- WHAT NEEDS TO BE DONE -
Among the following entries, count the lines that contain "async" and report only the result.

- RECORD EXCERPTS -
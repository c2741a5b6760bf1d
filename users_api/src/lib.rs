use aws_sdk_dynamodb::types::AttributeValue;
use common::config::{env_lookup, required};
use common::{Item, RecordKey, RecordStore, ViewError};
use lambda_http::http::Method;
use lambda_http::{Body, Error, Request, RequestExt, Response};
use regex::Regex;
use serde::{Deserialize, Serialize};
use serde_json::json;
use std::collections::HashMap;
use std::sync::OnceLock;
use tracing::{debug, error, info};

const TABLE_NAME: &str = "TABLE_NAME";
pub const USER_KEY: &str = "userId";
const SUMMARY_ATTRIBUTES: [&str; 2] = ["name", "age"];

#[derive(Debug, Clone)]
pub struct Config {
    pub table_name: String,
}

impl Config {
    pub fn from_env() -> Result<Self, ViewError> {
        Self::from_lookup(env_lookup)
    }

    pub fn from_lookup<F>(lookup: F) -> Result<Self, ViewError>
    where
        F: Fn(&str) -> Option<String>,
    {
        Ok(Self {
            table_name: required(&lookup, TABLE_NAME)?,
        })
    }
}

#[derive(Debug, Serialize, Deserialize)]
#[serde(rename_all = "camelCase")]
pub struct CreateUserRequest {
    pub user_id: String,
    pub name: String,
    pub age: f64,
    #[serde(default, skip_serializing_if = "Option::is_none")]
    pub phone_number: Option<String>,
}

fn phone_pattern() -> &'static Regex {
    static PATTERN: OnceLock<Regex> = OnceLock::new();
    PATTERN.get_or_init(|| Regex::new(r"^0\d{10,12}$").expect("phone number pattern"))
}

impl CreateUserRequest {
    pub fn validate(&self) -> Result<(), ViewError> {
        if self.user_id.chars().count() != 16 {
            return Err(ViewError::InvalidParameters("userId must be exactly 16 characters".into()));
        }
        let name_len = self.name.chars().count();
        if !(1..=16).contains(&name_len) {
            return Err(ViewError::InvalidParameters("name must be 1 to 16 characters".into()));
        }
        if !(15.0..=99.0).contains(&self.age) {
            return Err(ViewError::InvalidParameters("age must be between 15 and 99".into()));
        }
        if let Some(phone) = &self.phone_number {
            if !phone_pattern().is_match(phone) {
                return Err(ViewError::InvalidParameters("phoneNumber has an invalid format".into()));
            }
        }
        Ok(())
    }

    fn into_item(self) -> Item {
        let mut item = HashMap::from([
            (USER_KEY.to_string(), AttributeValue::S(self.user_id)),
            ("name".to_string(), AttributeValue::S(self.name)),
            ("age".to_string(), AttributeValue::N(self.age.to_string()))
        ]);
        if let Some(phone) = self.phone_number {
            item.insert("phoneNumber".to_string(), AttributeValue::S(phone));
        }
        item
    }
}

#[derive(Debug, PartialEq, Serialize, Deserialize)]
#[serde(rename_all = "camelCase")]
pub struct CreateUserResponse {
    pub user_id: String,
}

/// Public summary of a user. Both fields render as strings.
#[derive(Debug, PartialEq, Serialize, Deserialize)]
pub struct UserSummary {
    pub name: String,
    pub age: String,
}

pub async fn create_user(store: &dyn RecordStore, request: CreateUserRequest) -> Result<CreateUserResponse, ViewError> {
    request.validate()?;
    let user_id = request.user_id.clone();
    store.put_new(USER_KEY, request.into_item()).await?;
    info!("created user {}", user_id);
    Ok(CreateUserResponse { user_id })
}

fn text_of(item: &Item, name: &str) -> String {
    match item.get(name) {
        Some(AttributeValue::S(s)) | Some(AttributeValue::N(s)) => s.to_owned(),
        _ => String::new()
    }
}

pub async fn get_user(store: &dyn RecordStore, user_id: &str) -> Result<UserSummary, ViewError> {
    if user_id.trim().is_empty() {
        return Err(ViewError::InvalidParameters(format!("{} is required", USER_KEY)));
    }
    let key = RecordKey::partition(USER_KEY, user_id);
    match store.get(&key, Some(&SUMMARY_ATTRIBUTES[..])).await? {
        Some(item) => Ok(UserSummary {
            name: text_of(&item, "name"),
            age: text_of(&item, "age"),
        }),
        None => Err(ViewError::NotFound(key.to_string()))
    }
}

fn json_response<T: Serialize>(status: u16, body: &T) -> Result<Response<Body>, Error> {
    Ok(Response::builder()
        .status(status)
        .header("content-type", "application/json")
        .body(serde_json::to_string(body)?.into())
        .map_err(Box::new)?)
}

fn error_response(e: &ViewError) -> Result<Response<Body>, Error> {
    if e.status_code() >= 500 {
        error!("request failed: {}", e);
    } else {
        info!("request rejected: {}", e);
    }
    json_response(e.status_code(), &json!({ "message": e.to_string() }))
}

async fn handle_create(store: &dyn RecordStore, event: &Request) -> Result<Response<Body>, Error> {
    let body: &[u8] = event.body().as_ref();
    if body.is_empty() {
        return error_response(&ViewError::InvalidParameters("expected a request body".into()));
    }
    let request: CreateUserRequest = match serde_json::from_slice(body) {
        Ok(r) => r,
        Err(e) => return error_response(&ViewError::InvalidParameters(e.to_string()))
    };
    match create_user(store, request).await {
        Ok(created) => json_response(201, &created),
        Err(e) => error_response(&e)
    }
}

/// Routes on the trailing path segments so stage prefixes are tolerated.
pub async fn function_handler(store: &dyn RecordStore, event: Request) -> Result<Response<Body>, Error> {
    debug!("request: {:?}", event);
    let path = event.uri().path().to_string();
    let segments: Vec<&str> = path.split('/').filter(|s| !s.is_empty()).collect();
    match (event.method(), segments.as_slice()) {
        (&Method::POST, [.., "users"]) => handle_create(store, &event).await,
        (&Method::GET, [.., "users", id]) => {
            let user_id = event.path_parameters_ref()
                .and_then(|params| params.first(USER_KEY))
                .unwrap_or(*id)
                .to_string();
            match get_user(store, &user_id).await {
                Ok(summary) => json_response(200, &summary),
                Err(e) => error_response(&e)
            }
        }
        _ => json_response(404, &json!({ "message": "not found" }))
    }
}

#[cfg(test)]
mod tests {
    use super::*;
    use common::MemoryStore;

    fn valid() -> CreateUserRequest {
        CreateUserRequest {
            user_id: "abcdefgh12345678".into(),
            name: "Taro".into(),
            age: 30.0,
            phone_number: Some("09012345678".into()),
        }
    }

    fn rejected(request: CreateUserRequest) -> bool {
        matches!(request.validate(), Err(ViewError::InvalidParameters(_)))
    }

    #[test]
    fn validation_accepts_well_formed_user() {
        assert!(valid().validate().is_ok());
        assert!(CreateUserRequest { phone_number: None, ..valid() }.validate().is_ok());
    }

    #[test]
    fn validation_enforces_lengths_and_ranges() {
        assert!(rejected(CreateUserRequest { user_id: "short".into(), ..valid() }));
        assert!(rejected(CreateUserRequest { name: String::new(), ..valid() }));
        assert!(rejected(CreateUserRequest { name: "a".repeat(17), ..valid() }));
        assert!(rejected(CreateUserRequest { age: 14.0, ..valid() }));
        assert!(rejected(CreateUserRequest { age: 100.0, ..valid() }));
        assert!(!rejected(CreateUserRequest { age: 99.0, ..valid() }));
    }

    #[test]
    fn validation_checks_phone_pattern() {
        assert!(rejected(CreateUserRequest { phone_number: Some("9012345678".into()), ..valid() }));
        assert!(rejected(CreateUserRequest { phone_number: Some("0901234".into()), ..valid() }));
        assert!(rejected(CreateUserRequest { phone_number: Some("0901234567890".into()), ..valid() }));
        assert!(!rejected(CreateUserRequest { phone_number: Some("090123456789".into()), ..valid() }));
    }

    #[tokio::test]
    async fn created_user_reads_back_as_summary() {
        let store = MemoryStore::new(USER_KEY);
        let created = create_user(&store, valid()).await.unwrap();
        assert_eq!(created.user_id, "abcdefgh12345678");
        let summary = get_user(&store, "abcdefgh12345678").await.unwrap();
        assert_eq!(summary, UserSummary { name: "Taro".into(), age: "30".into() });
    }

    #[tokio::test]
    async fn invalid_user_is_not_written() {
        let store = MemoryStore::new(USER_KEY);
        assert!(create_user(&store, CreateUserRequest { age: 1.0, ..valid() }).await.is_err());
        assert_eq!(store.calls(), 0);
    }

    #[tokio::test]
    async fn post_then_get_over_http() {
        let store = MemoryStore::new(USER_KEY);
        let post = lambda_http::http::Request::builder()
            .method("POST")
            .uri("/prod/users")
            .body(Body::from(r#"{"userId":"abcdefgh12345678","name":"Hanako","age":22}"#))
            .unwrap();
        let resp = function_handler(&store, post).await.unwrap();
        assert_eq!(resp.status(), 201);
        assert_eq!(std::str::from_utf8(resp.body().as_ref()).unwrap(), r#"{"userId":"abcdefgh12345678"}"#);

        let get = lambda_http::http::Request::builder()
            .method("GET")
            .uri("/users/abcdefgh12345678")
            .body(Body::Empty)
            .unwrap();
        let resp = function_handler(&store, get).await.unwrap();
        assert_eq!(resp.status(), 200);
        let summary: UserSummary = serde_json::from_slice(resp.body().as_ref()).unwrap();
        assert_eq!(summary, UserSummary { name: "Hanako".into(), age: "22".into() });
    }

    #[tokio::test]
    async fn duplicate_and_missing_users_map_to_status_codes() {
        let store = MemoryStore::new(USER_KEY);
        let body = serde_json::to_string(&valid()).unwrap();
        let post = || lambda_http::http::Request::builder()
            .method("POST")
            .uri("/users")
            .body(Body::from(body.as_str()))
            .unwrap();
        assert_eq!(function_handler(&store, post()).await.unwrap().status(), 201);
        assert_eq!(function_handler(&store, post()).await.unwrap().status(), 409);

        let get = lambda_http::http::Request::builder()
            .method("GET")
            .uri("/users/nobody")
            .body(Body::Empty)
            .unwrap();
        assert_eq!(function_handler(&store, get).await.unwrap().status(), 404);
    }

    #[tokio::test]
    async fn empty_or_malformed_body_is_bad_request() {
        let store = MemoryStore::new(USER_KEY);
        for body in [Body::Empty, Body::from(r#"{"userId":"abcdefgh12345678"}"#)] {
            let req = lambda_http::http::Request::builder()
                .method("POST")
                .uri("/users")
                .body(body)
                .unwrap();
            assert_eq!(function_handler(&store, req).await.unwrap().status(), 400);
        }
        assert_eq!(store.calls(), 0);
    }
}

- RESULT OF THIS TASK -
9